(Materials provided Opens)

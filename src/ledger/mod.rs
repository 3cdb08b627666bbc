//! Ledger domain models, persistence-friendly types, and helpers.

pub mod account;
pub mod auxiliary;
pub mod division;
pub mod journal;
#[allow(clippy::module_inception)]
pub mod ledger;
pub mod report;
pub mod rule;
pub mod transaction;

pub use account::{Account, AccountType, NormalBalance, COMMON_DIVISION};
pub use auxiliary::{AuxiliaryLedger, AuxiliaryReport, AuxiliaryTransaction};
pub use division::{Division, DivisionTransaction, OPERATING_DIVISION, RESERVE_DIVISION};
pub use journal::{
    amounts_equal, Journal, JournalInput, JournalLine, JournalPatch, JournalSequence,
    JournalStatus, BALANCE_TOLERANCE,
};
pub use ledger::{Ledger, UnitOwner, Vendor, CURRENT_SCHEMA_VERSION};
pub use report::{
    BalanceSheet, BalanceSheetDebugRow, DateRange, IncomeStatement, RollupRow, StatementLine,
    TrialBalance, TrialBalanceRow,
};
pub use rule::{
    AmountRange, DefaultAccount, JournalGenerationRule, JournalPattern, RuleCondition,
    SidePattern,
};
pub use transaction::{PaymentStatus, Transaction, TransactionType};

(Materials provided Closes)

▶ Task brief:
Could every entry be given again exactly, with no line skipped?

▶ Solution for this task:
filename src/ledger/mod.rs
repository 3cdb08b627666bbc
//! Ledger domain models, persistence-friendly types, and helpers.

pub mod account;
pub mod auxiliary;
pub mod division;
pub mod journal;
#[allow(clippy::module_inception)]
pub mod ledger;
pub mod report;
pub mod rule;
pub mod transaction;

pub use account::{Account, AccountType, NormalBalance, COMMON_DIVISION};
pub use auxiliary::{AuxiliaryLedger, AuxiliaryReport, AuxiliaryTransaction};
pub use division::{Division, DivisionTransaction, OPERATING_DIVISION, RESERVE_DIVISION};
pub use journal::{
    amounts_equal, Journal, JournalInput, JournalLine, JournalPatch, JournalSequence,
    JournalStatus, BALANCE_TOLERANCE,
};
pub use ledger::{Ledger, UnitOwner, Vendor, CURRENT_SCHEMA_VERSION};
pub use report::{
    BalanceSheet, BalanceSheetDebugRow, DateRange, IncomeStatement, RollupRow, StatementLine,
    TrialBalance, TrialBalanceRow,
};
pub use rule::{
    AmountRange, DefaultAccount, JournalGenerationRule, JournalPattern, RuleCondition,
    SidePattern,
};
pub use transaction::{PaymentStatus, Transaction, TransactionType};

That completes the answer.